Formed just this year in 2017, the interdisciplinary Texas Aerial Robotics (TAR) team was established with the purpose of competing in the International Aerial Robotics Competition (IARC). IARC is a highly sophisticated competition requiring teams to learn and apply skills such as computer vision, computational simulation, parallel computing, controls, design, fabrication and corporate interaction.

In this Q&A, we asked two TAR members about their first experience at IARC this summer, which took place in July 25-27 at Georgia Tech. Umer Salman, the TAR controls lead, is a sophomore in electrical engineering and Eric Johnson, TAR president, is a junior in aerospace engineering.

Texas Aerial Robotics team at IARC competition
The Texas Aerial Robotics Team, newly formed this year, took 4th place at the International Aerial Robotics Competition held at Georgia Tech this summer.
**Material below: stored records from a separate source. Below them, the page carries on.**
//! Retry utilities for transient provider failures.
//!
//! Retries happen inside an adapter; the batch orchestrator only ever sees
//! the final outcome.

use crate::error::ProviderError;
use std::future::Future;
use std::time::Duration;

/// Determine whether a provider error is worth retrying.
///
/// Retryable errors: rate limits (429), server errors (5xx), timeouts and
/// connection failures. Non-retryable: auth failures, bad requests, missing
/// models, malformed responses.
pub fn is_retryable(error: &ProviderError) -> bool {
    // Classify by HTTP status code when available (structured)
    if let Some(code) = error.status_code {
        return code == 429 || (500..=599).contains(&code);
    }
    error.transient
}

/// Calculate exponential backoff duration for a given attempt.
///
/// Uses `base_delay * 2^attempt` with a cap at 30 seconds.
pub fn backoff_duration(attempt: u32, base_delay_ms: u64) -> Duration {
    let delay = base_delay_ms.saturating_mul(2u64.saturating_pow(attempt));
    Duration::from_millis(delay.min(30_000))
}

/// Run `op` up to `1 + max_retries` times, backing off between attempts.
///
/// Stops at the first success or non-retryable error and returns the last
/// error otherwise.
pub async fn with_retries<T, F, Fut>(
    label: &str,
    max_retries: u32,
    base_delay_ms: u64,
    mut op: F,
) -> Result<T, ProviderError>
where
    F: FnMut() -> Fut,
    Fut: Future<Output = Result<T, ProviderError>>,
{
    let mut attempt = 0;
    loop {
        match op().await {
            Ok(value) => return Ok(value),
            Err(e) if attempt < max_retries && is_retryable(&e) => {
                let delay = backoff_duration(attempt, base_delay_ms);
                attempt += 1;
                tracing::debug!(
                    "{label}: retry {attempt}/{max_retries} after {delay:?} ({})",
                    e.message
                );
                tokio::time::sleep(delay).await;
            }
            Err(e) => return Err(e),
        }
    }
}
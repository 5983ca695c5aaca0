//! Batch orchestration: one sequential pass over the uploaded images.
//!
//! Images are translated strictly front to back, one provider call at a
//! time. A provider failure becomes an `Error: ...` row and the batch moves
//! on; only missing input stops a run, and it does so before any call.

use crate::error::SessionError;
use crate::image::UploadedImage;
use crate::provider::{Credential, Provider, Translator};
use serde::{Serialize, Serializer};
use std::time::Instant;

/// Progress after an image has been processed.
#[derive(Debug, Clone, Copy, PartialEq, Eq)]
pub struct Progress {
    /// Images finished so far, including the one just completed
    pub completed: usize,
    /// Images in the batch
    pub total: usize,
}

impl Progress {
    /// Fraction of the batch finished, in `(0, 1]`.
    pub fn fraction(&self) -> f64 {
        if self.total == 0 {
            return 1.0;
        }
        self.completed as f64 / self.total as f64
    }

    /// Human-readable status naming the image just processed.
    pub fn status(&self) -> String {
        format!("Processing image {} of {}...", self.completed, self.total)
    }
}

/// One image paired with its translation or the error that replaced it.
#[derive(Debug, Clone)]
pub struct TranslationResult {
    pub image: UploadedImage,
    pub outcome: Result<String, String>,
}

impl TranslationResult {
    /// The text shown to the user: the translation, or `Error: <message>`.
    pub fn text(&self) -> String {
        match &self.outcome {
            Ok(text) => text.clone(),
            Err(message) => format!("Error: {message}"),
        }
    }

    pub fn is_ok(&self) -> bool {
        self.outcome.is_ok()
    }
}

impl Serialize for TranslationResult {
    fn serialize<S: Serializer>(&self, serializer: S) -> Result<S::Ok, S::Error> {
        #[derive(Serialize)]
        struct Record<'a> {
            image: &'a str,
            translation: String,
            ok: bool,
        }

        Record {
            image: &self.image.name,
            translation: self.text(),
            ok: self.is_ok(),
        }
        .serialize(serializer)
    }
}

/// Check the run preconditions without side effects.
pub fn check_preconditions(
    images: &[UploadedImage],
    provider: Provider,
    credential: &Credential,
) -> Result<(), SessionError> {
    if images.is_empty() {
        return Err(SessionError::NoImages);
    }
    if credential.is_empty() {
        return Err(SessionError::MissingCredential { provider });
    }
    Ok(())
}

/// Translate every image in order.
///
/// `provider` names the active selection for the credential check; the
/// caller passes the matching adapter as `translator`. `on_progress` is
/// called once per image after it finishes.
pub async fn run<F>(
    images: &[UploadedImage],
    provider: Provider,
    translator: &dyn Translator,
    credential: &Credential,
    mut on_progress: F,
) -> Result<Vec<TranslationResult>, SessionError>
where
    F: FnMut(Progress),
{
    check_preconditions(images, provider, credential)?;

    let total = images.len();
    tracing::info!(
        "Translating {total} image(s) with {} ({})",
        translator.name(),
        translator.model()
    );

    let mut results = Vec::with_capacity(total);
    for (i, image) in images.iter().enumerate() {
        let start = Instant::now();
        let outcome = translator
            .translate(image, credential)
            .await
            .map_err(|e| e.message);

        match &outcome {
            Ok(_) => tracing::info!(
                "Image {}/{total} ({}) translated in {}ms",
                i + 1,
                image.name,
                start.elapsed().as_millis()
            ),
            Err(message) => tracing::warn!(
                "Image {}/{total} ({}) failed: {message}",
                i + 1,
                image.name
            ),
        }

        results.push(TranslationResult {
            image: image.clone(),
            outcome,
        });
        on_progress(Progress {
            completed: i + 1,
            total,
        });
    }

    Ok(results)
}
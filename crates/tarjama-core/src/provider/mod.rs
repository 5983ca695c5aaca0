//! Provider abstraction for screenshot translation.
//!
//! Each hosted model sits behind the [`Translator`] trait. [`Provider`] is
//! the closed set of backends the user can pick from; adding a backend means
//! adding a variant here and an adapter module, without touching callers.

pub(crate) mod gemini;
pub(crate) mod openai;
pub mod retry;

pub use gemini::GeminiProvider;
pub use openai::OpenAiProvider;

use crate::config::ProvidersConfig;
use crate::error::ProviderError;
use crate::image::UploadedImage;
use async_trait::async_trait;
use serde::{Deserialize, Serialize};
use std::fmt;
use std::str::FromStr;

/// Instruction sent with every screenshot, verbatim.
pub const TRANSLATION_PROMPT: &str = "translate this chat to arabic as it is preserve it's original structure translate this whole conversation to arabic with nothing extra text.pleaes strcture the response line by line keep each message in a new line.";

/// A provider API key.
///
/// Held in memory for the session only. `Debug` never prints the secret.
#[derive(Clone, Default, PartialEq, Eq)]
pub struct Credential(String);

impl Credential {
    pub fn new(value: impl Into<String>) -> Self {
        Self(value.into())
    }

    /// The secret, for building request headers.
    pub fn expose(&self) -> &str {
        &self.0
    }

    /// Whitespace-only keys count as missing.
    pub fn is_empty(&self) -> bool {
        self.0.trim().is_empty()
    }
}

impl fmt::Debug for Credential {
    fn fmt(&self, f: &mut fmt::Formatter<'_>) -> fmt::Result {
        if self.is_empty() {
            write!(f, "Credential(<empty>)")
        } else {
            write!(f, "Credential(***)")
        }
    }
}

impl From<&str> for Credential {
    fn from(value: &str) -> Self {
        Self::new(value)
    }
}

impl From<String> for Credential {
    fn from(value: String) -> Self {
        Self(value)
    }
}

/// The selectable backends.
#[derive(Debug, Clone, Copy, Default, PartialEq, Eq, Hash, Serialize, Deserialize)]
#[serde(rename_all = "lowercase")]
pub enum Provider {
    /// OpenAI Chat Completions
    #[default]
    OpenAi,
    /// Google Gemini generateContent
    Gemini,
}

impl Provider {
    pub const ALL: [Provider; 2] = [Provider::OpenAi, Provider::Gemini];

    /// Machine identifier, used in forms, CLI flags and config keys.
    pub fn id(&self) -> &'static str {
        match self {
            Provider::OpenAi => "openai",
            Provider::Gemini => "gemini",
        }
    }

    /// Human-facing label.
    pub fn label(&self) -> &'static str {
        match self {
            Provider::OpenAi => "OpenAI",
            Provider::Gemini => "Gemini",
        }
    }

    /// Where users obtain a key for this provider.
    pub fn key_url(&self) -> &'static str {
        match self {
            Provider::OpenAi => "https://platform.openai.com/api-keys",
            Provider::Gemini => "https://aistudio.google.com/apikey",
        }
    }

    /// Create the adapter for this provider.
    ///
    /// `model_override` replaces the configured model name when set.
    pub fn build(
        &self,
        config: &ProvidersConfig,
        model_override: Option<&str>,
    ) -> Box<dyn Translator> {
        match self {
            Provider::OpenAi => {
                let mut cfg = config.openai.clone();
                if let Some(model) = model_override {
                    cfg.model = model.to_string();
                }
                Box::new(OpenAiProvider::new(&cfg))
            }
            Provider::Gemini => {
                let mut cfg = config.gemini.clone();
                if let Some(model) = model_override {
                    cfg.model = model.to_string();
                }
                Box::new(GeminiProvider::new(&cfg))
            }
        }
    }
}

impl fmt::Display for Provider {
    fn fmt(&self, f: &mut fmt::Formatter<'_>) -> fmt::Result {
        write!(f, "{}", self.id())
    }
}

impl FromStr for Provider {
    type Err = String;

    fn from_str(s: &str) -> Result<Self, Self::Err> {
        match s.trim().to_ascii_lowercase().as_str() {
            "openai" => Ok(Provider::OpenAi),
            "gemini" => Ok(Provider::Gemini),
            other => Err(format!("Unknown provider: {other}")),
        }
    }
}

/// Trait that all provider adapters implement.
///
/// Uses `async_trait` because native async fn in trait is not object-safe
/// (we need `Box<dyn Translator>` for dynamic dispatch).
#[async_trait]
pub trait Translator: Send + Sync {
    /// Provider name for logging (e.g., "openai").
    fn name(&self) -> &str;

    /// Model identifier requests are sent to.
    fn model(&self) -> &str;

    /// Translate one screenshot, returning the model's text verbatim.
    ///
    /// Every failure, including retries exhausted, comes back as `Err`;
    /// implementations must not panic.
    async fn translate(
        &self,
        image: &UploadedImage,
        credential: &Credential,
    ) -> Result<String, ProviderError>;
}

/// Turn a failed `send()` into a provider error that keeps its cause.
///
/// reqwest's top-level message only names the URL, so the source chain is
/// appended. Timeouts and connection failures are marked transient.
pub(crate) fn transport_error(label: &str, error: &reqwest::Error) -> ProviderError {
    let kind = if error.is_timeout() {
        "timed out"
    } else if error.is_connect() {
        "connection failed"
    } else {
        "request failed"
    };

    let mut message = format!("{label} request failed: {kind}");
    let mut source = std::error::Error::source(error);
    while let Some(cause) = source {
        message.push_str(&format!(": {cause}"));
        source = cause.source();
    }

    if error.is_timeout() || error.is_connect() {
        ProviderError::transient(message)
    } else {
        ProviderError::new(message)
    }
}

/// Pull a human-readable message out of a provider error body.
///
/// Both providers wrap errors as `{"error": {"message": ...}}`; anything else
/// is returned as-is.
pub(crate) fn error_detail(body: &str) -> String {
    #[derive(Deserialize)]
    struct ErrorBody {
        error: Option<ErrorDetail>,
    }

    #[derive(Deserialize)]
    struct ErrorDetail {
        message: Option<String>,
    }

    serde_json::from_str::<ErrorBody>(body)
        .ok()
        .and_then(|b| b.error)
        .and_then(|e| e.message)
        .filter(|m| !m.trim().is_empty())
        .unwrap_or_else(|| body.trim().to_string())
}

#[cfg(test)]
mod tests {
    use super::*;

    #[test]
    fn test_provider_parse_is_case_insensitive() {
        assert_eq!("OpenAI".parse::<Provider>().unwrap(), Provider::OpenAi);
        assert_eq!(" gemini ".parse::<Provider>().unwrap(), Provider::Gemini);
        assert!("claude".parse::<Provider>().is_err());
    }

    #[test]
    fn test_provider_default_is_openai() {
        assert_eq!(Provider::default(), Provider::OpenAi);
    }

    #[test]
    fn test_provider_serde_uses_ids() {
        let json = serde_json::to_string(&Provider::Gemini).unwrap();
        assert_eq!(json, "\"gemini\"");
    }

    #[test]
    fn test_credential_debug_hides_secret() {
        let key = Credential::new("sk-test");
        let debug = format!("{key:?}");
        assert!(!debug.contains("sk-test"));
        assert_eq!(format!("{:?}", Credential::default()), "Credential(<empty>)");
    }

    #[test]
    fn test_whitespace_credential_is_empty() {
        assert!(Credential::new("   ").is_empty());
        assert!(!Credential::new("sk-test").is_empty());
    }

    #[test]
    fn test_build_applies_model_override() {
        let config = ProvidersConfig::default();
        let openai = Provider::OpenAi.build(&config, None);
        assert_eq!(openai.name(), "openai");
        assert_eq!(openai.model(), "gpt-4.1-nano");

        let gemini = Provider::Gemini.build(&config, Some("gemini-1.5-flash"));
        assert_eq!(gemini.name(), "gemini");
        assert_eq!(gemini.model(), "gemini-1.5-flash");
    }

    #[test]
    fn test_error_detail_extracts_message() {
        let body = r#"{"error": {"message": "Incorrect API key provided", "type": "invalid_request_error"}}"#;
        assert_eq!(error_detail(body), "Incorrect API key provided");
        assert_eq!(error_detail("upstream exploded\n"), "upstream exploded");
    }
}
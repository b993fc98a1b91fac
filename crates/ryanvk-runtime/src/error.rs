//! Runtime error types.

use ryanvk_core::ComposeError;
use thiserror::Error;

use crate::config::ConfigError;
use crate::logging::LoggingError;

/// Errors that can occur during runtime operations.
#[derive(Error, Debug)]
pub enum RuntimeError {
    #[error("Configuration error: {0}")]
    Config(#[from] ConfigError),

    #[error("Logging error: {0}")]
    Logging(#[from] LoggingError),

    /// Composing a protocol's collectors failed.
    #[error("Failed to compose protocol '{protocol}': {source}")]
    Compose {
        protocol: String,
        #[source]
        source: ComposeError,
    },

    #[error("Protocol not found: {0}")]
    ProtocolNotFound(String),

    #[error("Protocol already registered: {0}")]
    ProtocolExists(String),

    #[error("Account '{account}' already registered for protocol '{protocol}'")]
    AccountExists { protocol: String, account: String },

    #[error("Account '{account}' not found for protocol '{protocol}'")]
    AccountNotFound { protocol: String, account: String },
}

/// Result type for runtime operations.
pub type RuntimeResult<T> = Result<T, RuntimeError>;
View more photos of the competition.

This was the Texas Aerial Robotics team’s first major international competition. How long did your team prepare for this? What kind of “aerial robot” did your team design and how did you go about this?

Umer Salman: We’re a pretty new team, only really getting started early 2017. We spent all 7 months preparing for the competition. Typically, each of the four sub-teams works about 10 hours a week. However, that number goes up when we have specific goals we want to meet and does not include the work most members put in on their own outside of meeting times.

As for the robot itself, we sat down and figured what would work best — a straightforward, efficient design that needed to have interfaces for interacting with the target/ground robots and room for multiple sensors to make up for not having a GPS. The competition is intentionally held in a GPS denied environment, which necessitates the sensors we have onboard. We laser-cut wood boards for our base to allow for rapid iteration as we worked through problems with sensor types and locations. That ideology carried through to other parts of the quadcopter as well, which came in handy when we changed to more powerful motors after adding our onboard processing computer, an Nvidia Jetson TX1.

One big design decision we made is to not have landing legs. Our bottommost wood layer is almost completely flat, which allows us to have a much larger surface area for ground robot interaction compared to a quadcopter with legs. At competition, it seemed the judges really liked our rapidly iterable, efficient design. After this competition, we have a list of improvements to make to the design, and thanks to our design strategy, we should be able to implement those improvements quickly so we can spend more time focused on the challenge itself.

What were the mission requirements for this year’s competition?

Umer Salman: Completing Mission 7a of the International Aerial Robotics Competition requires a fully autonomous drone to fly around a 20m x 20m grid and “herd” Roombas (ground robots) out one side of the square field. The Roombas change direction randomly, so the aerial vehicle must tap the top of the Roombas to rotate them. Additionally, some Roombas have poles on them to try to knock your vehicle out of the sky. The most challenging part — and why teams have not been able to complete the mission after four years — is that the quadcopter must decide on its own which ground robots to target and autonomously fly and interact with, all without having a Global Positioning System. Without GPS, the vehicle has no defined references to figure out where it is. Mission 7b is the same competition; however, teams will compete head-to-head to score more Roombas through their side.

Your team placed 4th overall. How many teams actually competed and how many different U.S. teams and countries around the world competed?

Eric Johnson: 30 teams representing 9 countries registered; 13 teams showed up and competed in the American venue. Another 30 teams are scheduled to attend the Asian-Pacific venue.

What was the team’s biggest challenge for this project?

Eric Johnson: The team’s biggest challenge was integrating all of our sub-systems which were developed by separate sub-teams.

What is your team most proud of concerning this competition?

Umer Salman: That we were able to execute our goals for the competition exactly as we wanted, which showed the judges and other teams exactly where we stand after just a few months. Additionally, I was very proud that we exceeded the goal we set early in the year. That goal was to be competitive with the other teams, including those who have been working on this specific challenge for 3 or 4 years. By actually placing towards the top rather than the middle, like we expected, we surpassed that goal.

Will the team be competing again next year? If so, what will you do to improve upon this year’s design?

Eric Johnson: Each mission for the International Robotics Competition is played until the mission is solved. Mission 7 was not solved this year and Texas Aerial Robotics will be returning to Atlanta next year to solve the mission. We will be improving across the board. We will be improving our vision system, drone body, decision making and will be adding more sensors.

How do you think working on a team like this has affected your educational experience at UT Austin?

Eric Johnson: This competition is a great way for me to take what I learn in the classroom and apply it to a real-world engineering problem. It is also an opportunity to learn skills that are not taught as part of my aerospace degree.

What was the most valuable take away you and your teammates experienced from participating on TAR and in the competition?

Eric Johnson: For me, the biggest take away were the friendships I developed this year. It is truly a unique and rewarding to be part of a team that is as passionate about a project as you are.